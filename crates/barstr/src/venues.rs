use async_trait::async_trait;
use reqwest::Client as HttpClient;
use serde::Deserialize;
use serde_json::{Map, Value};
use tracing::error;

use crate::http::get_json;
use crate::types::{GeoBoundingBox, Venue, VenueCategory, UNKNOWN_VENUE_NAME, VENUE_REQUEST_LIMIT};
use crate::Result;

pub const DEFAULT_VENUES_URL: &str = "https://api.btcmap.org/v2/elements";

/// Lists bitcoin-accepting bars and similar places inside a box.
///
/// An empty list covers both "nothing there" and "provider failed".
#[async_trait]
pub trait VenueFinder: Send + Sync {
    async fn find(&self, bbox: &GeoBoundingBox) -> Vec<Venue>;
}

#[derive(Debug, Clone)]
pub struct VenueFinderConfig {
    pub url: String,
    pub limit: usize,
}

impl Default for VenueFinderConfig {
    fn default() -> Self {
        Self {
            url: DEFAULT_VENUES_URL.to_string(),
            limit: VENUE_REQUEST_LIMIT,
        }
    }
}

#[derive(Debug, Deserialize)]
struct Element {
    #[serde(default)]
    osm_json: Option<OsmJson>,
}

#[derive(Debug, Deserialize)]
struct OsmJson {
    #[serde(default)]
    tags: Option<Map<String, Value>>,
}

/// BTC Map elements client.
pub struct BtcMapVenueFinder {
    http: HttpClient,
    config: VenueFinderConfig,
}

impl BtcMapVenueFinder {
    pub fn new(http: HttpClient, config: VenueFinderConfig) -> Self {
        Self { http, config }
    }

    pub async fn fetch(&self, bbox: &GeoBoundingBox) -> Result<Vec<Venue>> {
        let bounding_box = bbox.to_venue_query();
        let limit = self.config.limit.to_string();
        let elements: Vec<Element> = get_json(
            &self.http,
            &self.config.url,
            &[("bounding_box", bounding_box.as_str()), ("limit", limit.as_str())],
        )
        .await?;

        Ok(elements
            .iter()
            .filter_map(|el| el.osm_json.as_ref()?.tags.as_ref())
            .filter_map(venue_from_tags)
            .collect())
    }
}

#[async_trait]
impl VenueFinder for BtcMapVenueFinder {
    async fn find(&self, bbox: &GeoBoundingBox) -> Vec<Venue> {
        match self.fetch(bbox).await {
            Ok(venues) => venues,
            Err(e) => {
                error!(bbox = %bbox.to_venue_query(), "Error fetching from BTCmap: {}", e);
                Vec::new()
            }
        }
    }
}

fn tag<'a>(tags: &'a Map<String, Value>, key: &str) -> Option<&'a str> {
    tags.get(key).and_then(Value::as_str)
}

/// Builds a venue from OSM tags, or `None` if the amenity is outside the
/// listed categories or no bitcoin payment is accepted.
pub fn venue_from_tags(tags: &Map<String, Value>) -> Option<Venue> {
    let category = tag(tags, "amenity").and_then(VenueCategory::from_amenity)?;
    let lightning = tag(tags, "payment:lightning") == Some("yes");
    let onchain = tag(tags, "payment:onchain") == Some("yes");
    if !(lightning || onchain) {
        return None;
    }

    let name = tag(tags, "name")
        .filter(|n| !n.is_empty())
        .unwrap_or(UNKNOWN_VENUE_NAME);

    Some(Venue {
        name: name.to_string(),
        category,
        lightning,
        onchain,
        city: tag(tags, "addr:city").unwrap_or_default().to_string(),
    })
}
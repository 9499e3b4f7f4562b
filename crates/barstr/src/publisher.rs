use async_trait::async_trait;
use nostr::{Event, EventBuilder, EventId};

use crate::types::ReplyDraft;
use crate::Result;

/// Outbound side of the relay boundary.
///
/// Implementations turn a draft into a threaded reply to `origin` and
/// broadcast it. Called at most once per draft.
#[async_trait]
pub trait ReplyPublisher: Send + Sync {
    async fn send_reply(&self, origin: &Event, draft: &ReplyDraft) -> Result<EventId>;
}

/// NIP-10 reply to `origin`: root/reply `e` markers plus the author's `p` tag.
pub fn reply_builder(origin: &Event, draft: &ReplyDraft) -> EventBuilder {
    EventBuilder::text_note_reply(draft.body.clone(), origin, None, None)
}
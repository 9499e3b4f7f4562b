//! Shared HTTP plumbing for the provider adapters.

use reqwest::Client as HttpClient;
use serde::de::DeserializeOwned;
use std::time::Duration;

use crate::{Error, Result};

pub const DEFAULT_USER_AGENT: &str = "BarstrBot/1.0";
pub const DEFAULT_HTTP_TIMEOUT: Duration = Duration::from_secs(10);

/// Client with a per-request timeout and the bot's User-Agent.
pub fn create_http_client(user_agent: &str, timeout: Duration) -> Result<HttpClient> {
    Ok(HttpClient::builder()
        .user_agent(user_agent)
        .timeout(timeout)
        .build()?)
}

/// Sends a GET with `query` and decodes a JSON body.
///
/// # Errors
///
/// `Error::Http` on transport or decode failures, `Error::Status` on
/// non-success status codes.
pub async fn get_json<T: DeserializeOwned>(
    client: &HttpClient,
    url: &str,
    query: &[(&str, &str)],
) -> Result<T> {
    let response = client.get(url).query(query).send().await?;

    let status = response.status();
    if !status.is_success() {
        return Err(Error::Status {
            status: status.as_u16(),
            url: url.to_string(),
        });
    }

    Ok(response.json().await?)
}
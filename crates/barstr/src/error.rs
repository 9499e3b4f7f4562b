use thiserror::Error;

#[derive(Error, Debug)]
pub enum Error {
    #[error("HTTP error: {0}")]
    Http(#[from] reqwest::Error),

    #[error("Unexpected HTTP status {status} from {url}")]
    Status { status: u16, url: String },

    #[error("Malformed response: {0}")]
    MalformedResponse(String),

    #[error("Publish error: {0}")]
    Publish(String),

    #[error(transparent)]
    Nostr(#[from] nostr::event::builder::Error),
}

pub type Result<T> = std::result::Result<T, Error>;
use barstr::geocoder::DEFAULT_GEOCODER_URL;
use barstr::http::{DEFAULT_HTTP_TIMEOUT, DEFAULT_USER_AGENT};
use barstr::venues::DEFAULT_VENUES_URL;
use barstr::{GeocoderConfig, VenueFinderConfig, DEFAULT_LOOKBACK_SECS, VENUE_REQUEST_LIMIT};
use std::time::Duration;

/// Bot configuration
#[derive(Debug, Clone)]
pub struct Config {
    /// Secret key (nsec or hex). A fresh identity is generated when unset.
    pub secret_key: Option<String>,

    /// Relays to read from and publish to
    pub relays: Vec<String>,

    pub geocoder_url: String,
    pub venues_url: String,
    pub user_agent: String,
    pub http_timeout: Duration,

    /// How far back the subscriptions reach at startup
    pub lookback_secs: u64,
}

pub fn default_relays() -> Vec<String> {
    vec![
        "wss://relay.damus.io".to_string(),
        "wss://relay.primal.net".to_string(),
        "wss://relay.nostr.band".to_string(),
    ]
}

impl Default for Config {
    fn default() -> Self {
        Self {
            secret_key: None,
            relays: default_relays(),
            geocoder_url: DEFAULT_GEOCODER_URL.to_string(),
            venues_url: DEFAULT_VENUES_URL.to_string(),
            user_agent: DEFAULT_USER_AGENT.to_string(),
            http_timeout: DEFAULT_HTTP_TIMEOUT,
            lookback_secs: DEFAULT_LOOKBACK_SECS,
        }
    }
}

impl Config {
    /// Relays with surrounding whitespace and blanks removed, falling back
    /// to the defaults when nothing usable is configured.
    pub fn resolved_relays(&self) -> Vec<String> {
        let relays: Vec<String> = self
            .relays
            .iter()
            .map(|r| r.trim())
            .filter(|r| !r.is_empty())
            .map(String::from)
            .collect();
        if relays.is_empty() {
            default_relays()
        } else {
            relays
        }
    }

    /// The secret key, unless it is blank.
    pub fn secret_key(&self) -> Option<&str> {
        self.secret_key
            .as_deref()
            .map(str::trim)
            .filter(|k| !k.is_empty())
    }

    pub fn geocoder(&self) -> GeocoderConfig {
        GeocoderConfig {
            url: self.geocoder_url.clone(),
        }
    }

    pub fn venue_finder(&self) -> VenueFinderConfig {
        VenueFinderConfig {
            url: self.venues_url.clone(),
            limit: VENUE_REQUEST_LIMIT,
        }
    }
}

_____

■ **Exercise objective**: Work through the data and report how many of its lines hold the word "nostr", giving only the figure.

■ **Result for this task**: 3